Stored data

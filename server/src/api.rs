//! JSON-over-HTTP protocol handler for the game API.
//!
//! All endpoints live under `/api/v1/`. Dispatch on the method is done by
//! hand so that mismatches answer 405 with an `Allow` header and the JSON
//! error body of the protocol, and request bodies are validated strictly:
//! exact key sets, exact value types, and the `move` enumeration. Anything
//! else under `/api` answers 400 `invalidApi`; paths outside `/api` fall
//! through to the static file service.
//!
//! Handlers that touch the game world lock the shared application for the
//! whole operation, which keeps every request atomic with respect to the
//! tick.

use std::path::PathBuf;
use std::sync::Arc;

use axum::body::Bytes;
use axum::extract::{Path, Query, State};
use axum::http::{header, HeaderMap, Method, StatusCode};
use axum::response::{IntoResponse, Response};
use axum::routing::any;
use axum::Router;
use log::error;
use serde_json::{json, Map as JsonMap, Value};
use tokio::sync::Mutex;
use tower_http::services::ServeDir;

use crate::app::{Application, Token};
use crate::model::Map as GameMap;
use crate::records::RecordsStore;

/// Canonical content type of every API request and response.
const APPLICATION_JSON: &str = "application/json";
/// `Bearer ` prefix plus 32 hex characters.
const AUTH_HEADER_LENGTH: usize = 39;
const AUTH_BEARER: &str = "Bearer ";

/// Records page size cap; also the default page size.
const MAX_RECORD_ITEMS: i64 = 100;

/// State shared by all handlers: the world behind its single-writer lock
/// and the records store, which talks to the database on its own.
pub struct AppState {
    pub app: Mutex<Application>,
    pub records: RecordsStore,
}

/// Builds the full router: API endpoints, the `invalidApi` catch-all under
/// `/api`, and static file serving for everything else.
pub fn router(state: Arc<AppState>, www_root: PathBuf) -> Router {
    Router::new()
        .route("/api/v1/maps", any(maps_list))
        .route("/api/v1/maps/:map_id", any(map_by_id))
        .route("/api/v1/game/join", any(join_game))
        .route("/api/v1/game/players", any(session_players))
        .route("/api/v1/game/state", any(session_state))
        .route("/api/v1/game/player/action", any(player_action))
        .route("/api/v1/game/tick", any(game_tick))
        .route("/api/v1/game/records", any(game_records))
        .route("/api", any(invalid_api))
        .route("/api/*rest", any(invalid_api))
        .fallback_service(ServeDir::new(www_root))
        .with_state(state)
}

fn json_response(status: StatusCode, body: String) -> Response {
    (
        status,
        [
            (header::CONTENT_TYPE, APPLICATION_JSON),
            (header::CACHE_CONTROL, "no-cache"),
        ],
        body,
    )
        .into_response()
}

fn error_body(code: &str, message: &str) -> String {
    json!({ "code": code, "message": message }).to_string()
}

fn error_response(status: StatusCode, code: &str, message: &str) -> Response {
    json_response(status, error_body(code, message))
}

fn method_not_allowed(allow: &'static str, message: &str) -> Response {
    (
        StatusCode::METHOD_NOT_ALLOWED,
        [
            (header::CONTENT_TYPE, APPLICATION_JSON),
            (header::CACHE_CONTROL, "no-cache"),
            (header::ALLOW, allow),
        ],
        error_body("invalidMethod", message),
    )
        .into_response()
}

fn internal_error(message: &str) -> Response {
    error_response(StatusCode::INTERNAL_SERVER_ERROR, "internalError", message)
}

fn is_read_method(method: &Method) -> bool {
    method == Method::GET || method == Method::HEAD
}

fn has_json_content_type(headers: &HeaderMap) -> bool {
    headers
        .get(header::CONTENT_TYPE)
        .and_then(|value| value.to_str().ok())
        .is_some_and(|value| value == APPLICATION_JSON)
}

# What this task involves
All that belongs in the answer is the run of lines above from the line containing "the game API." through the line containing "const MAX_RECORD_ITEMS: i64 = 100;", exactly as written.

# Answer box
//! JSON-over-HTTP protocol handler for the game API.
//!
//! All endpoints live under `/api/v1/`. Dispatch on the method is done by
//! hand so that mismatches answer 405 with an `Allow` header and the JSON
//! error body of the protocol, and request bodies are validated strictly:
//! exact key sets, exact value types, and the `move` enumeration. Anything
//! else under `/api` answers 400 `invalidApi`; paths outside `/api` fall
//! through to the static file service.
//!
//! Handlers that touch the game world lock the shared application for the
//! whole operation, which keeps every request atomic with respect to the
//! tick.

use std::path::PathBuf;
use std::sync::Arc;

use axum::body::Bytes;
use axum::extract::{Path, Query, State};
use axum::http::{header, HeaderMap, Method, StatusCode};
use axum::response::{IntoResponse, Response};
use axum::routing::any;
use axum::Router;
use log::error;
use serde_json::{json, Map as JsonMap, Value};
use tokio::sync::Mutex;
use tower_http::services::ServeDir;

use crate::app::{Application, Token};
use crate::model::Map as GameMap;
use crate::records::RecordsStore;

/// Canonical content type of every API request and response.
const APPLICATION_JSON: &str = "application/json";
/// `Bearer ` prefix plus 32 hex characters.
const AUTH_HEADER_LENGTH: usize = 39;
const AUTH_BEARER: &str = "Bearer ";

/// Records page size cap; also the default page size.
const MAX_RECORD_ITEMS: i64 = 100;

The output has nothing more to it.